Pemberian sayur, lauk, dan buah kepada anak-anak stunting setiap hari selama 90 hari yang dilakukan Solikah tersebut, merupakan bagian dari Program Dashat atau Dapur Sehat Atasi Stunting yang telah diluncurkan Pemerintah Kabupaten Blora sejak awal Agustus 2022.

Program tersebut mengarahkan para kader PKK, KB, posyandu, dan bidan desa untuk menyajikan makanan sehat dan bergizi tinggi untuk mengatasi dan mencegah bertambahnya stunting. 

Untuk memaksimalkan pencegahan stunting, Pemkab Blora juga membentuk tim percepatan penanggulangan stunting (TPPS) di tingkat kecamatan dan desa. Upaya penyediaan makanan bergizi oleh Solikah tersebut merupakan satu dari banyak kegiatan yang dilakukan di tingkat paling bawah yakni para kader PKK. 

Tidak hanya di Desa Keser, Kecamatan Tunjungan, tetapi langkah tersebut juga sama dilakukan para kader PKK lainnya yang ada di Kabupaten Blora.
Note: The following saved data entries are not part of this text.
//! Patient normalization pipeline: unwrap → resolve → filter → truncate.
//!
//! Filtering runs *after* resolution so the name filter always means
//! "canonical name", whatever key the upstream used for it. Order is
//! stable throughout — records come out in the order the upstream sent
//! them.

use serde_json::Value;

use crate::envelope::{self, EnvelopeError};
use crate::fields::{AliasTable, CanonicalPatient};

/// Normalize one upstream reply into canonical patient records.
///
/// `name_filter` is a case-insensitive substring match on the canonical
/// name; `None` keeps everything. `limit` truncates the filtered set;
/// `None` keeps everything, `Some(0)` yields no results.
pub fn normalize(
    envelope: &Value,
    aliases: &AliasTable,
    name_filter: Option<&str>,
    limit: Option<u32>,
) -> Result<Vec<CanonicalPatient>, EnvelopeError> {
    if limit == Some(0) {
        // Still validate the envelope shape — a malformed reply is an
        // error even when the caller asked for zero rows.
        envelope::unwrap(envelope)?;
        return Ok(Vec::new());
    }

    let mut patients: Vec<CanonicalPatient> = envelope::unwrap(envelope)?
        .iter()
        .map(|record| aliases.resolve(record))
        .collect();

    if let Some(filter) = name_filter {
        let needle = filter.to_lowercase();
        patients.retain(|p| p.name.to_lowercase().contains(&needle));
    }

    if let Some(limit) = limit {
        patients.truncate(limit as usize);
    }

    Ok(patients)
}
Bahkan tidak hanya di Kabupaten Blora, tetapi upaya penanganan stunting juga dilakukan di seluruh kabupaten/kota yang ada di Provinsi Jawa Tengah.

Jika Kabupaten Blora dengan Program Dashat, para kader PKK di wilayah lain juga memiliki inovasi untuk pengentasan stunting seperti di Desa Bedono, Kecamatan Jambu, Kabupaten Semarang dengan Program Amalkan dan Kukuhkan Halaman Asri, Teratur, Indah, dan Nyaman (Aku Hatinya) serta menerapkan prinsip ekonomi sirkular.

Program tersebut direalisasikan dalam bentuk pengembangan teras pangan, mengelola rumah pangan, memasak hasil panen untuk dibagikan kepada para balita yang mengalami kurang gizi, dan menjual produk di gerai pangan yang hasilnya digunakan kembali untuk pengentasan angka stunting.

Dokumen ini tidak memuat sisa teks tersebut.